'Cannabis soap' suspect's police statement must be expunged

A police statement made by a man caught with a consignment he thought was cannabis but eventually turned out to be soap, cannot be used as evidence, the constitutional court rules

The man stands accused of conspiring to import drugs that turned out to be soap bars
The man stands accused of conspiring to import drugs that turned out to be soap bars

The case against a man accused of conspiring to smuggle 30kg of soap which he thought was cannabis looks unlikely to go ahead after a constitutional court ruled that his statement to police was inadmissible.

Marvin Debono was arrested along with three other men in 2009, after police swooped in on a suspected drug smuggling operation.

The men were arrested in the area known as L-Irdum ta’ Miġra l-Ferħa near Mtaħleb in two cars after having ostensibly picked up 30kg of cannabis from the beach.

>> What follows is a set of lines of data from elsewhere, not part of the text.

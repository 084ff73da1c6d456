//! Text cleanup applied to every page before entity extraction.

pub mod normalize;

pub use normalize::{clean_text, normalize, normalize_address, repair_encoding};

/// Separator placed between pages of an `ExtractedText`.
pub const PAGE_SEPARATOR: char = '\u{000C}';

/// Join cleaned page texts, skipping pages that produced nothing.
pub fn join_pages<I, S>(pages: I) -> String
where
    I: IntoIterator<Item = S>,
    S: AsRef<str>,
{
    let mut joined = String::new();
    for page in pages {
        let page = page.as_ref();
        if page.is_empty() {
            continue;
        }
        if !joined.is_empty() {
            joined.push(PAGE_SEPARATOR);
        }
        joined.push_str(page);
    }
    joined
}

The consignment had arrived via dinghy launched from an anchored yacht, the Jolly Roger, which had sailed to Malta from Libya.

A court-appointed expert had later discovered that the substance thought to be cannabis was actually soap.

Despite this, the men were charged with, amongst other things, conspiracy to import drugs.

Although the case may appear petty, at law, the crime of conspiracy to traffic drugs is completed the moment the parties agree on a mode of action – in this case to smuggle the drug by sea.

Although the ‘drugs’ turned out to be soap, this had no bearing on the particular crime itself, which is punished in the same manner as trafficking, by up to life imprisonment.

In his application to the First Hall of the Civil Court in its constitutional jurisdiction, Debono’s lawyers at the time, Franco Debono, Arthur Azzopardi and Marion Camilleri, had claimed that he was not provided with legal assistance when he was arrested and investigated.

The statement he had released, unassisted by legal counsel, and which the prosecution was expected to have based its case, was inadmissible in view of the now copious case law to this effect.

In his judgment on the matter, Judge Joseph R. Micallef ruled that Debono’s right to a fair hearing had not been breached at this stage, but agreed with the defence and ordered that the statement was to be expunged from the acts of the case against him as it was inadmissible.